[[ Input material open ]]

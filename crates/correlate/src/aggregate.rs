use crate::counts::{ContingencyCounts, CorrelationTable};
use crate::tokenizer::words_in_bio;
use dump_protocol::User;
use std::sync::atomic::{AtomicBool, Ordering};

/// A corpus record with a free-text bio.
pub trait Profile {
    fn bio(&self) -> Option<&str>;
}

impl Profile for User {
    fn bio(&self) -> Option<&str> {
        User::bio(self)
    }
}

/// Correlate every bio word with `covariate` in a single pass.
///
/// The corpus yields `Ok` records until it ends or fails; the first `Err`
/// aborts the pass, the partial counts are dropped and the error is
/// returned unchanged.
pub fn correlate<I, R, E, F>(corpus: I, mut covariate: F) -> Result<CorrelationTable, E>
where
    I: IntoIterator<Item = Result<R, E>>,
    R: Profile,
    F: FnMut(&R) -> bool,
{
    let mut counts = ContingencyCounts::new();
    for record in corpus {
        let record = record?;
        let hit = covariate(&record);
        counts.observe(&words_in_bio(&record), hit);
    }
    Ok(counts.finish())
}

/// Same result as [`correlate`] over the concatenation of `shards`, with
/// each shard consumed on its own thread.
///
/// A failing shard stops the others at their next record; the error of the
/// first failing shard (in shard order) is returned.
pub fn correlate_sharded<I, R, E, F>(shards: Vec<I>, covariate: F) -> Result<CorrelationTable, E>
where
    I: IntoIterator<Item = Result<R, E>> + Send,
    R: Profile,
    E: Send,
    F: Fn(&R) -> bool + Sync,
{
    let aborted = AtomicBool::new(false);
    let shard_count = shards.len();

    let results: Vec<Option<Result<ContingencyCounts, E>>> = std::thread::scope(|scope| {
        let handles: Vec<_> = shards
            .into_iter()
            .map(|shard| {
                let covariate = &covariate;
                let aborted = &aborted;
                scope.spawn(move || count_shard(shard, covariate, aborted))
            })
            .collect();
        handles
            .into_iter()
            .map(|handle| match handle.join() {
                Ok(result) => result,
                Err(panic) => std::panic::resume_unwind(panic),
            })
            .collect()
    });

    let mut merged = ContingencyCounts::new();
    for result in results {
        match result {
            Some(Ok(counts)) => merged.merge(counts),
            Some(Err(err)) => return Err(err),
            // cancelled: some other shard holds the error
            None => {}
        }
    }
    log::debug!("Merged {shard_count} correlation shards");
    Ok(merged.finish())
}

/// `None` when the shard stopped because another shard failed.
fn count_shard<I, R, E, F>(
    shard: I,
    covariate: &F,
    aborted: &AtomicBool,
) -> Option<Result<ContingencyCounts, E>>
where
    I: IntoIterator<Item = Result<R, E>>,
    R: Profile,
    F: Fn(&R) -> bool,
{
    let mut counts = ContingencyCounts::new();
    for record in shard {
        if aborted.load(Ordering::Relaxed) {
            return None;
        }
        match record {
            Ok(record) => {
                let hit = covariate(&record);
                counts.observe(&words_in_bio(&record), hit);
            }
            Err(err) => {
                aborted.store(true, Ordering::Relaxed);
                return Some(Err(err));
            }
        }
    }
    Some(Ok(counts))
}

#[cfg(test)]
mod tests {
    use super::*;
    use crate::counts::is_degenerate;
    use pretty_assertions::assert_eq;
    use proptest::prelude::*;
    use std::cell::Cell;

    const EPS: f64 = 1e-6;

    #[derive(Debug, Clone)]
    struct Record {
        bio: Option<String>,
        flag: bool,
    }

    impl Profile for Record {
        fn bio(&self) -> Option<&str> {
            self.bio.as_deref()
        }
    }

    fn rec(bio: &str, flag: bool) -> Record {
        Record {
            bio: Some(bio.to_string()),
            flag,
        }
    }

    fn ok_all(records: &[Record]) -> Vec<Result<Record, String>> {
        records.iter().cloned().map(Ok).collect()
    }

    fn corpus() -> Vec<Record> {
        vec![
            rec("dogs hiking coffee", true),
            rec("dogs coffee", true),
            rec("cats hiking", false),
            rec("cats coffee wine", false),
            rec("dogs wine", true),
            rec("cats", false),
        ]
    }

    #[test]
    fn test_perfect_positive_and_negative() {
        let table = correlate(ok_all(&corpus()), |r: &Record| r.flag).unwrap();
        assert!((table["dogs"] - 1.0).abs() < EPS);
        assert!((table["cats"] + 1.0).abs() < EPS);
    }

    #[test]
    fn test_unrelated_word_is_zero() {
        // "coffee" in 2 of 4 flagged and 2 of 4 unflagged records.
        let records = vec![
            rec("coffee a", true),
            rec("coffee b", true),
            rec("c", true),
            rec("d", true),
            rec("coffee e", false),
            rec("coffee f", false),
            rec("g", false),
            rec("h", false),
        ];
        let table = correlate(ok_all(&records), |r: &Record| r.flag).unwrap();
        assert!(table["coffee"].abs() < EPS);
    }

    #[test]
    fn test_repeated_word_counts_once() {
        let repeated = vec![rec("fun fun fun fun", true), rec("boring", false)];
        let single = vec![rec("fun", true), rec("boring", false)];
        let a = correlate(ok_all(&repeated), |r: &Record| r.flag).unwrap();
        let b = correlate(ok_all(&single), |r: &Record| r.flag).unwrap();
        assert!((a["fun"] - b["fun"]).abs() < EPS);
    }

    #[test]
    fn test_missing_bio_counts_as_record() {
        let records = vec![
            rec("music", true),
            Record {
                bio: None,
                flag: false,
            },
        ];
        let table = correlate(ok_all(&records), |r: &Record| r.flag).unwrap();
        assert_eq!(table.len(), 1);
        assert!((table["music"] - 1.0).abs() < EPS);
    }

    #[test]
    fn test_degenerate_covariate_yields_sentinel() {
        let table = correlate(ok_all(&corpus()), |_: &Record| true).unwrap();
        assert!(!table.is_empty());
        assert!(table.values().all(|v| is_degenerate(*v)));
    }

    #[test]
    fn test_empty_corpus_is_empty_table() {
        let table = correlate(Vec::<Result<Record, String>>::new(), |r: &Record| r.flag).unwrap();
        assert!(table.is_empty());
    }

    #[test]
    fn test_stream_error_aborts_without_partial_table() {
        let consumed = Cell::new(0);
        let items = vec![
            Ok(rec("a", true)),
            Err("cursor died".to_string()),
            Ok(rec("b", false)),
        ];
        let result = correlate(
            items.into_iter().inspect(|_| consumed.set(consumed.get() + 1)),
            |r: &Record| r.flag,
        );
        assert_eq!(result, Err("cursor died".to_string()));
        assert_eq!(consumed.get(), 2, "must stop at the error");
    }

    #[test]
    fn test_sharded_error_is_returned() {
        let good = ok_all(&corpus());
        let bad = vec![Ok(rec("x", true)), Err("shard failed".to_string())];
        let result = correlate_sharded(vec![good, bad], |r: &Record| r.flag);
        assert_eq!(result, Err("shard failed".to_string()));
    }

    #[test]
    fn test_sharded_matches_sequential() {
        let records = corpus();
        let sequential = correlate(ok_all(&records), |r: &Record| r.flag).unwrap();
        let (left, right) = records.split_at(2);
        let sharded =
            correlate_sharded(vec![ok_all(left), ok_all(right)], |r: &Record| r.flag).unwrap();
        assert_same_table(&sequential, &sharded);
    }

    fn assert_same_table(a: &CorrelationTable, b: &CorrelationTable) {
        assert_eq!(a.len(), b.len());
        for (word, value) in a {
            let other = b[word];
            if is_degenerate(*value) {
                assert!(is_degenerate(other), "{word}: {other} should be NaN");
            } else {
                assert!((value - other).abs() < EPS, "{word}: {value} != {other}");
            }
        }
    }

    proptest! {
        #[test]
        fn prop_shard_merge_equals_sequential(
            rows in proptest::collection::vec(
                (proptest::collection::vec(0usize..6, 0..5), any::<bool>()),
                0..40,
            ),
            split in 0usize..40,
        ) {
            const VOCAB: [&str; 6] = ["red", "green", "blue", "cyan", "pink", "gold"];
            let records: Vec<Record> = rows
                .iter()
                .map(|(idx, flag)| {
                    let bio = idx.iter().map(|i| VOCAB[*i]).collect::<Vec<_>>().join(" ");
                    rec(&bio, *flag)
                })
                .collect();
            let split = split.min(records.len());
            let (left, right) = records.split_at(split);

            let sequential = correlate(ok_all(&records), |r: &Record| r.flag).unwrap();
            let sharded = correlate_sharded(vec![ok_all(left), ok_all(right)], |r: &Record| r.flag)
                .unwrap();
            assert_same_table(&sequential, &sharded);

            for value in sequential.values() {
                prop_assert!(is_degenerate(*value) || (-1.0..=1.0).contains(value));
            }
        }
    }
}
//! # Profile records
//!
//! Data model shared by the scanner, the store and the analysis code.
//! A [`User`] is produced once by the scanner (or decoded from the store)
//! and never mutated afterwards.

mod location;
mod profile;

pub use location::{Location, EARTH_RADIUS_MILES};
pub use profile::{
    Album, MusicArtist, MusicService, Photo, ProfileField, User, BIO_FIELD, GENDER_FEMALE,
    GENDER_MALE, HEIGHT_FIELD, LOCATION_FIELD, UNKNOWN_LOCATION, ZODIAC_FIELD,
};
use crate::config::ClientConfig;
use crate::encounters::decode_encounters;
use crate::error::{ClientError, Result};
use chrono::Utc;
use dump_protocol::User;
use dump_template::{ApiTemplates, PreparedRequest};
use reqwest::header::{HeaderMap, HeaderName, HeaderValue};
use reqwest::{Client, Method};

/// Replays the captured calls against the dating service.
///
/// Cloning is cheap; clones share the connection pool.
#[derive(Debug, Clone)]
pub struct DumpClient {
    http: Client,
    api: ApiTemplates,
}

impl DumpClient {
    pub fn new(api: ApiTemplates, config: &ClientConfig) -> Result<Self> {
        Ok(Self {
            http: config.http_client()?,
            api,
        })
    }

    /// Next page of profiles around the current location.
    pub async fn get_encounters(&self) -> Result<Vec<User>> {
        let bytes = self.send(self.api.encounters_request()?).await?;
        let users = decode_encounters(&bytes, Utc::now())?;
        log::debug!("Received {} encounters", users.len());
        Ok(users)
    }

    pub async fn dislike(&self, user_id: &str) -> Result<()> {
        self.send(self.api.dislike_request(user_id)?).await?;
        Ok(())
    }

    pub async fn update_location(&self, lat: f64, lon: f64) -> Result<()> {
        self.send(self.api.update_location_request(lat, lon)?)
            .await?;
        log::debug!("Moved to {lat:.4},{lon:.4}");
        Ok(())
    }

    async fn send(&self, request: PreparedRequest) -> Result<Vec<u8>> {
        let method = Method::from_bytes(request.method.as_bytes()).map_err(|err| {
            ClientError::InvalidHeader {
                name: ":method".to_string(),
                reason: err.to_string(),
            }
        })?;
        let headers = header_map(&request.headers)?;
        log::trace!("{} {}", request.method, request.url);
        let response = self
            .http
            .request(method, &request.url)
            .headers(headers)
            .body(request.body)
            .send()
            .await?
            .error_for_status()?;
        Ok(response.bytes().await?.to_vec())
    }
}

fn header_map(headers: &[(String, String)]) -> Result<HeaderMap> {
    let mut map = HeaderMap::with_capacity(headers.len());
    for (name, value) in headers {
        let invalid = |reason: String| ClientError::InvalidHeader {
            name: name.clone(),
            reason,
        };
        let header_name =
            HeaderName::from_bytes(name.as_bytes()).map_err(|err| invalid(err.to_string()))?;
        let header_value =
            HeaderValue::from_str(value).map_err(|err| invalid(err.to_string()))?;
        map.append(header_name, header_value);
    }
    Ok(map)
}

[[ Input material closed ]]

What is being asked:
Show every line of the records above that contains the word "proptest".

The answer:
    use proptest::prelude::*;
    proptest! {
            rows in proptest::collection::vec(
                (proptest::collection::vec(0usize..6, 0..5), any::<bool>()),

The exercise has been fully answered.